• What is being asked: Exact duplicates of all entries are needed.

• Available records:
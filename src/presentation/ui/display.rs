use colored::Colorize;
use console::Term;
use std::io;

use crate::application::services::config_validator::Violation;
use crate::domain::entities::operation_results::BatchSummary;

/// Terminal output primitives shared by the command handlers
#[derive(Debug, Clone)]
pub struct DisplayHelper {
    pub use_color: bool,
    pub verbose: bool,
}

impl DisplayHelper {
    pub fn new(use_color: bool, verbose: bool) -> Self {
        Self { use_color, verbose }
    }

    /// Colors only when requested and stdout is a terminal
    pub fn detect(no_color: bool, verbose: bool) -> Self {
        let use_color =
            !no_color && Term::stdout().is_term() && std::env::var_os("NO_COLOR").is_none();
        Self::new(use_color, verbose)
    }

    pub fn success(&self, message: &str) {
        if self.use_color {
            println!("{} {}", "✓".green().bold(), message);
        } else {
            println!("[OK] {}", message);
        }
    }

    pub fn error(&self, message: &str) {
        if self.use_color {
            eprintln!("{} {}", "✗".red().bold(), message);
        } else {
            eprintln!("[ERROR] {}", message);
        }
    }

    pub fn warning(&self, message: &str) {
        if self.use_color {
            println!("{} {}", "⚠".yellow().bold(), message);
        } else {
            println!("[WARNING] {}", message);
        }
    }

    pub fn info(&self, message: &str) {
        if self.use_color {
            println!("{} {}", "::".blue().bold(), message);
        } else {
            println!("[INFO] {}", message);
        }
    }

    /// Only printed with `--verbose`
    pub fn debug(&self, message: &str) {
        if !self.verbose {
            return;
        }
        if self.use_color {
            println!("{} {}", "->".dimmed(), message.dimmed());
        } else {
            println!("[DEBUG] {}", message);
        }
    }

    /// Hint printed under an error on stderr
    pub fn hint(&self, recommendation: &str) {
        if recommendation.is_empty() {
            return;
        }
        if self.use_color {
            eprintln!("  {} {}", "hint:".cyan().bold(), recommendation);
        } else {
            eprintln!("  hint: {}", recommendation);
        }
    }

    /// An error followed by the action that fixes it
    pub fn failure(&self, message: &str, recommendation: &str) {
        self.error(message);
        self.hint(recommendation);
    }

    /// Every violation of a rejected configuration, each with its fix
    pub fn violations(&self, violations: &[Violation]) {
        for violation in violations {
            if self.use_color {
                eprintln!("  {} {}", "•".red(), violation);
            } else {
                eprintln!("  - {}", violation);
            }
            self.print_indented_err(&format!("fix: {}", violation.recommendation()), 2);
        }
    }

    pub fn section_header(&self, title: &str) {
        if self.use_color {
            println!("\n{}", title.bold().underline());
        } else {
            println!("\n=== {} ===", title);
        }
    }

    pub fn format_path(&self, path: &str) -> String {
        if self.use_color {
            path.cyan().to_string()
        } else {
            format!("'{}'", path)
        }
    }

    pub fn format_repo(&self, repo: &str) -> String {
        if self.use_color {
            repo.cyan().bold().to_string()
        } else {
            repo.to_string()
        }
    }

    pub fn format_branch(&self, branch: &str) -> String {
        if self.use_color {
            branch.green().to_string()
        } else {
            format!("'{}'", branch)
        }
    }

    pub fn format_command(&self, command: &str) -> String {
        if self.use_color {
            command.magenta().bold().to_string()
        } else {
            format!("`{}`", command)
        }
    }

    pub fn format_duration_ms(&self, duration_ms: u64) -> String {
        if duration_ms >= 60_000 {
            format!("{}m {}s", duration_ms / 60_000, (duration_ms % 60_000) / 1000)
        } else if duration_ms >= 1000 {
            format!("{}.{}s", duration_ms / 1000, (duration_ms % 1000) / 100)
        } else {
            format!("{}ms", duration_ms)
        }
    }

    pub fn print_indented(&self, message: &str, level: usize) {
        println!("{}{}", "  ".repeat(level), message);
    }

    fn print_indented_err(&self, message: &str, level: usize) {
        eprintln!("{}{}", "  ".repeat(level), message);
    }

    /// Block of command output, one indented line per output line
    pub fn print_block(&self, text: &str, level: usize) {
        for line in text.lines() {
            self.print_indented(line, level);
        }
    }

    /// Final line of every batch
    pub fn print_summary(&self, operation: &str, summary: &BatchSummary) {
        let line = format!(
            "{}: {} repositories, {} succeeded, {} failed",
            operation, summary.total, summary.success_count, summary.failure_count
        );
        println!();
        if summary.is_success() {
            self.success(&line);
        } else {
            self.error(&line);
        }
    }

    /// Ask a yes/no question; anything but `y`/`yes` declines, as does a non-interactive stdout
    /// Ask on stderr so stdout stays machine-readable
    pub fn confirm(&self, message: &str) -> io::Result<bool> {
        let term = Term::stderr();
        let prompt = if self.use_color {
            format!("{} {} [y/N]: ", "?".yellow().bold(), message)
        } else {
            format!("[CONFIRM] {} [y/N]: ", message)
        };
        term.write_str(&prompt)?;
        let input = term.read_line()?;
        Ok(is_affirmative(&input))
    }
}

fn is_affirmative(input: &str) -> bool {
    matches!(input.trim().to_lowercase().as_str(), "y" | "yes")
}
pub mod display;

pub use display::DisplayHelper;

• The completed task:
filename src/presentation/ui/display.rs
use colored::Colorize;
use console::Term;
use std::io;

use crate::application::services::config_validator::Violation;
use crate::domain::entities::operation_results::BatchSummary;

/// Terminal output primitives shared by the command handlers
#[derive(Debug, Clone)]
pub struct DisplayHelper {
    pub use_color: bool,
    pub verbose: bool,
}

impl DisplayHelper {
    pub fn new(use_color: bool, verbose: bool) -> Self {
        Self { use_color, verbose }
    }

    /// Colors only when requested and stdout is a terminal
    pub fn detect(no_color: bool, verbose: bool) -> Self {
        let use_color =
            !no_color && Term::stdout().is_term() && std::env::var_os("NO_COLOR").is_none();
        Self::new(use_color, verbose)
    }

    pub fn success(&self, message: &str) {
        if self.use_color {
            println!("{} {}", "✓".green().bold(), message);
        } else {
            println!("[OK] {}", message);
        }
    }

    pub fn error(&self, message: &str) {
        if self.use_color {
            eprintln!("{} {}", "✗".red().bold(), message);
        } else {
            eprintln!("[ERROR] {}", message);
        }
    }

    pub fn warning(&self, message: &str) {
        if self.use_color {
            println!("{} {}", "⚠".yellow().bold(), message);
        } else {
            println!("[WARNING] {}", message);
        }
    }

    pub fn info(&self, message: &str) {
        if self.use_color {
            println!("{} {}", "::".blue().bold(), message);
        } else {
            println!("[INFO] {}", message);
        }
    }

    /// Only printed with `--verbose`
    pub fn debug(&self, message: &str) {
        if !self.verbose {
            return;
        }
        if self.use_color {
            println!("{} {}", "->".dimmed(), message.dimmed());
        } else {
            println!("[DEBUG] {}", message);
        }
    }

    /// Hint printed under an error on stderr
    pub fn hint(&self, recommendation: &str) {
        if recommendation.is_empty() {
            return;
        }
        if self.use_color {
            eprintln!("  {} {}", "hint:".cyan().bold(), recommendation);
        } else {
            eprintln!("  hint: {}", recommendation);
        }
    }

    /// An error followed by the action that fixes it
    pub fn failure(&self, message: &str, recommendation: &str) {
        self.error(message);
        self.hint(recommendation);
    }

    /// Every violation of a rejected configuration, each with its fix
    pub fn violations(&self, violations: &[Violation]) {
        for violation in violations {
            if self.use_color {
                eprintln!("  {} {}", "•".red(), violation);
            } else {
                eprintln!("  - {}", violation);
            }
            self.print_indented_err(&format!("fix: {}", violation.recommendation()), 2);
        }
    }

    pub fn section_header(&self, title: &str) {
        if self.use_color {
            println!("\n{}", title.bold().underline());
        } else {
            println!("\n=== {} ===", title);
        }
    }

    pub fn format_path(&self, path: &str) -> String {
        if self.use_color {
            path.cyan().to_string()
        } else {
            format!("'{}'", path)
        }
    }

    pub fn format_repo(&self, repo: &str) -> String {
        if self.use_color {
            repo.cyan().bold().to_string()
        } else {
            repo.to_string()
        }
    }

    pub fn format_branch(&self, branch: &str) -> String {
        if self.use_color {
            branch.green().to_string()
        } else {
            format!("'{}'", branch)
        }
    }

    pub fn format_command(&self, command: &str) -> String {
        if self.use_color {
            command.magenta().bold().to_string()
        } else {
            format!("`{}`", command)
        }
    }

    pub fn format_duration_ms(&self, duration_ms: u64) -> String {
        if duration_ms >= 60_000 {
            format!("{}m {}s", duration_ms / 60_000, (duration_ms % 60_000) / 1000)
        } else if duration_ms >= 1000 {
            format!("{}.{}s", duration_ms / 1000, (duration_ms % 1000) / 100)
        } else {
            format!("{}ms", duration_ms)
        }
    }

    pub fn print_indented(&self, message: &str, level: usize) {
        println!("{}{}", "  ".repeat(level), message);
    }

    fn print_indented_err(&self, message: &str, level: usize) {
        eprintln!("{}{}", "  ".repeat(level), message);
    }

    /// Block of command output, one indented line per output line
    pub fn print_block(&self, text: &str, level: usize) {
        for line in text.lines() {
            self.print_indented(line, level);
        }
    }

    /// Final line of every batch
    pub fn print_summary(&self, operation: &str, summary: &BatchSummary) {
        let line = format!(
            "{}: {} repositories, {} succeeded, {} failed",
            operation, summary.total, summary.success_count, summary.failure_count
        );
        println!();
        if summary.is_success() {
            self.success(&line);
        } else {
            self.error(&line);
        }
    }

    /// Ask a yes/no question; anything but `y`/`yes` declines, as does a non-interactive stdout
    /// Ask on stderr so stdout stays machine-readable
    pub fn confirm(&self, message: &str) -> io::Result<bool> {
        let term = Term::stderr();
        let prompt = if self.use_color {
            format!("{} {} [y/N]: ", "?".yellow().bold(), message)
        } else {
            format!("[CONFIRM] {} [y/N]: ", message)
        };
        term.write_str(&prompt)?;
        let input = term.read_line()?;
        Ok(is_affirmative(&input))
    }
}

fn is_affirmative(input: &str) -> bool {
    matches!(input.trim().to_lowercase().as_str(), "y" | "yes")
}
pub mod display;

pub use display::DisplayHelper;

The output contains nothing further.